Former Lions skipper Martin Johnson has reminded his England team of the importance of getting the basics right when it comes to winning Test-match rugby. [more]

Back to basics for England

Former Lions skipper Martin Johnson has reminded his England team of the importance of getting the basics right when it comes to winning Test-match rugby.

The man who lead the Lions in 1997 and 2001 saw his first autumn series as England team manager end with a third successive defeat to southern hemisphere opposition on Saturday afternoon.

The 2003 World Cup winners fell to a 32-6 defeat to New Zealand having also lost 42-6 to Lions opponents South Africa and 28-14 to Australia.

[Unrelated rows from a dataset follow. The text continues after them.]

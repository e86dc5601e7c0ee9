//! Append-only sign-in history with retention pruning.
//!
//! The ledger is a JSON list in the host key-value store, rewritten as a
//! whole on every append. Retention is a whole-day difference from "now";
//! entries with unparseable timestamps are repaired (stamped with the
//! current time) and kept rather than silently dropped. All persistence
//! failures degrade to empty defaults; the ledger never aborts a sign-in
//! run.

use std::sync::Arc;

use chrono::{Local, NaiveDate, NaiveDateTime};
use serde_json::Value;

use crate::host::{KeyValueStore, keys};
use crate::outcome::{DATE_FORMAT, SignAttempt};

pub struct HistoryLedger {
    store: Arc<dyn KeyValueStore>,
    retention_days: i64,
}

impl HistoryLedger {
    pub fn new(store: Arc<dyn KeyValueStore>, retention_days: i64) -> Self {
        Self {
            store,
            retention_days: retention_days.max(1),
        }
    }

    /// Current entries, newest last. A missing or corrupt document reads as
    /// empty.
    pub async fn entries(&self) -> Vec<SignAttempt> {
        match self.store.get(keys::SIGN_HISTORY).await {
            Ok(Some(Value::Null)) | Ok(None) => Vec::new(),
            Ok(Some(value)) => serde_json::from_value(value).unwrap_or_else(|err| {
                log::error!("sign history is corrupt, starting fresh: {err}");
                Vec::new()
            }),
            Err(err) => {
                log::error!("failed to read sign history: {err}");
                Vec::new()
            }
        }
    }

    /// Append one entry, prune expired ones, and write the list back as a
    /// single replacement.
    pub async fn append(&self, mut entry: SignAttempt) {
        if entry.date.trim().is_empty() {
            entry.date = Local::now().format(DATE_FORMAT).to_string();
        }

        let mut history = self.entries().await;
        history.push(entry);

        let now = Local::now().naive_local();
        let before = history.len();
        let mut retained = Vec::with_capacity(history.len());
        for mut record in history {
            match NaiveDateTime::parse_from_str(&record.date, DATE_FORMAT) {
                Ok(when) => {
                    if (now - when).num_days() < self.retention_days {
                        retained.push(record);
                    }
                }
                Err(_) => {
                    // Repair rather than drop: a mangled timestamp is not a
                    // reason to lose the outcome itself.
                    log::warn!("repairing history entry with bad timestamp {:?}", record.date);
                    record.date = Local::now().format(DATE_FORMAT).to_string();
                    retained.push(record);
                }
            }
        }
        if retained.len() != before {
            log::info!("history pruned: {} -> {} entries", before, retained.len());
        }

        match serde_json::to_value(&retained) {
            Ok(value) => {
                if let Err(err) = self.store.set(keys::SIGN_HISTORY, value).await {
                    log::error!("failed to persist sign history: {err}");
                }
            }
            Err(err) => log::error!("failed to serialize sign history: {err}"),
        }
    }

    /// Persist the timestamp of the latest successful sign-in.
    pub async fn record_last_sign(&self) {
        let now = Local::now().format(DATE_FORMAT).to_string();
        if let Err(err) = self.store.set(keys::LAST_SIGN_DATE, Value::String(now)).await {
            log::error!("failed to persist last sign date: {err}");
        }
    }

    /// Whether a Success-family entry (or the persisted last-sign
    /// timestamp) falls on `today`.
    pub async fn is_already_signed_today(&self, today: NaiveDate) -> bool {
        let signed_in_history = self.entries().await.iter().any(|entry| {
            entry.status.is_success_family()
                && NaiveDateTime::parse_from_str(&entry.date, DATE_FORMAT)
                    .map(|when| when.date() == today)
                    .unwrap_or(false)
        });
        if signed_in_history {
            return true;
        }

        match self.store.get(keys::LAST_SIGN_DATE).await {
            Ok(Some(Value::String(raw))) => {
                NaiveDateTime::parse_from_str(&raw, DATE_FORMAT)
                    .map(|when| when.date() == today)
                    .unwrap_or(false)
            }
            Ok(_) => false,
            Err(err) => {
                log::error!("failed to read last sign date: {err}");
                false
            }
        }
    }

    /// Wipe the history and every cached document derived from it.
    pub async fn clear(&self) {
        for key in [
            keys::SIGN_HISTORY,
            keys::LAST_SIGN_DATE,
            keys::LAST_USER_INFO,
            keys::LAST_ATTENDANCE_RECORD,
        ] {
            if let Err(err) = self.store.set(key, Value::Null).await {
                log::error!("failed to clear {key}: {err}");
            }
        }
        log::info!("sign history cleared");
    }
}

#[cfg(test)]
mod tests {
    use super::*;
    use crate::host::MemoryStore;
    use crate::outcome::SignStatus;
    use chrono::Duration;

    fn attempt_at(status: SignStatus, when: NaiveDateTime) -> SignAttempt {
        let mut attempt = SignAttempt::new(status, "test");
        attempt.date = when.format(DATE_FORMAT).to_string();
        attempt
    }

    #[tokio::test]
    async fn append_prunes_expired_entries() {
        let store = Arc::new(MemoryStore::new());
        let ledger = HistoryLedger::new(store.clone(), 30);
        let now = Local::now().naive_local();

        ledger
            .append(attempt_at(SignStatus::Success, now - Duration::days(45)))
            .await;
        ledger
            .append(attempt_at(SignStatus::Success, now - Duration::days(10)))
            .await;
        ledger.append(attempt_at(SignStatus::Failed, now)).await;

        let entries = ledger.entries().await;
        assert_eq!(entries.len(), 2);
        assert!(entries.iter().all(|e| {
            let when = NaiveDateTime::parse_from_str(&e.date, DATE_FORMAT).unwrap();
            (now - when).num_days() < 30
        }));
    }

    #[tokio::test]
    async fn bad_timestamps_are_repaired_not_dropped() {
        let store = Arc::new(MemoryStore::new());
        let ledger = HistoryLedger::new(store.clone(), 30);

        let mut broken = SignAttempt::new(SignStatus::Success, "old entry");
        broken.date = "definitely not a date".into();
        ledger.append(broken).await;

        let entries = ledger.entries().await;
        assert_eq!(entries.len(), 1);
        assert!(NaiveDateTime::parse_from_str(&entries[0].date, DATE_FORMAT).is_ok());
    }

    #[tokio::test]
    async fn empty_date_gets_stamped() {
        let store = Arc::new(MemoryStore::new());
        let ledger = HistoryLedger::new(store, 30);
        let mut attempt = SignAttempt::new(SignStatus::Failed, "x");
        attempt.date = String::new();
        ledger.append(attempt).await;
        let entries = ledger.entries().await;
        assert!(!entries[0].date.is_empty());
    }

    #[tokio::test]
    async fn already_signed_today_via_history() {
        let store = Arc::new(MemoryStore::new());
        let ledger = HistoryLedger::new(store, 30);
        let today = Local::now().date_naive();

        assert!(!ledger.is_already_signed_today(today).await);

        ledger
            .append(SignAttempt::new(SignStatus::Failed, "blocked"))
            .await;
        assert!(!ledger.is_already_signed_today(today).await);

        ledger
            .append(SignAttempt::new(SignStatus::AlreadySigned, "dup"))
            .await;
        assert!(ledger.is_already_signed_today(today).await);
    }

    #[tokio::test]
    async fn already_signed_today_via_last_sign_date() {
        let store = Arc::new(MemoryStore::new());
        let ledger = HistoryLedger::new(store, 30);
        let today = Local::now().date_naive();

        ledger.record_last_sign().await;
        assert!(ledger.is_already_signed_today(today).await);
    }

    #[tokio::test]
    async fn clear_wipes_everything() {
        let store = Arc::new(MemoryStore::new());
        let ledger = HistoryLedger::new(store.clone(), 30);
        ledger
            .append(SignAttempt::new(SignStatus::Success, "ok"))
            .await;
        ledger.record_last_sign().await;

        ledger.clear().await;
        assert!(ledger.entries().await.is_empty());
        assert!(!ledger.is_already_signed_today(Local::now().date_naive()).await);
    }
}
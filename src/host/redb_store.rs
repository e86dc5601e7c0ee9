//! redb-backed key-value store.
//!
//! Documents are serialized to JSON strings inside a single redb table.
//! Every write is its own transaction; the documents are small and written
//! once per sign-in run, so transaction overhead is irrelevant.

use std::path::Path;

use async_trait::async_trait;
use redb::{Database, TableDefinition};
use serde_json::Value;

use super::{KeyValueStore, StoreError};

const TABLE: TableDefinition<&str, &str> = TableDefinition::new("nodeseek_sign_kv");

pub struct RedbStore {
    db: Database,
}

impl RedbStore {
    /// Open (or create) the store at the given path.
    pub fn open(path: impl AsRef<Path>) -> Result<Self, StoreError> {
        let db = Database::create(path).map_err(|e| StoreError::Backend(e.to_string()))?;
        Ok(Self { db })
    }
}

#[async_trait]
impl KeyValueStore for RedbStore {
    async fn get(&self, key: &str) -> Result<Option<Value>, StoreError> {
        let txn = self
            .db
            .begin_read()
            .map_err(|e| StoreError::Backend(e.to_string()))?;
        let table = match txn.open_table(TABLE) {
            Ok(table) => table,
            // First read before any write: the table does not exist yet.
            Err(redb::TableError::TableDoesNotExist(_)) => return Ok(None),
            Err(e) => return Err(StoreError::Backend(e.to_string())),
        };
        let entry = table
            .get(key)
            .map_err(|e| StoreError::Backend(e.to_string()))?;
        match entry {
            Some(guard) => Ok(Some(serde_json::from_str(guard.value())?)),
            None => Ok(None),
        }
    }

    async fn set(&self, key: &str, value: Value) -> Result<(), StoreError> {
        let serialized = serde_json::to_string(&value)?;
        let txn = self
            .db
            .begin_write()
            .map_err(|e| StoreError::Backend(e.to_string()))?;
        {
            let mut table = txn
                .open_table(TABLE)
                .map_err(|e| StoreError::Backend(e.to_string()))?;
            table
                .insert(key, serialized.as_str())
                .map_err(|e| StoreError::Backend(e.to_string()))?;
        }
        txn.commit().map_err(|e| StoreError::Backend(e.to_string()))?;
        Ok(())
    }
}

“You try and tell the players that Test-match rugby isn’t won by the flash things or the glamorous things or the sexy things, it’s won by being able to put teams under pressure for 80 minutes,” said Johnson, whose side begin the November internationals with a 39-13 victory over the Pacific Islanders.

“You do that by doing the all simple things and what people call the basics well. The basics are the game.”

England conceded 15 penalties against the All Blacks, were on the wrong end of four yellow cards and conceded points by turning over possession in a manner that upset Johnson.

“The sin-bins didn’t help, to have four guys in the one game is pretty unusual.

"There were times where we thought we had their guys under pressure but we didn’t make anything of it. Maybe our guys have got to learn that Test rugby is about pressure. When you make mistakes they’ll kill you.

“If you can win your ball, recycle it well, and defend and stop teams and slow their ball down, then you’re in the Test match. At times, when we did that, we were in the Test match.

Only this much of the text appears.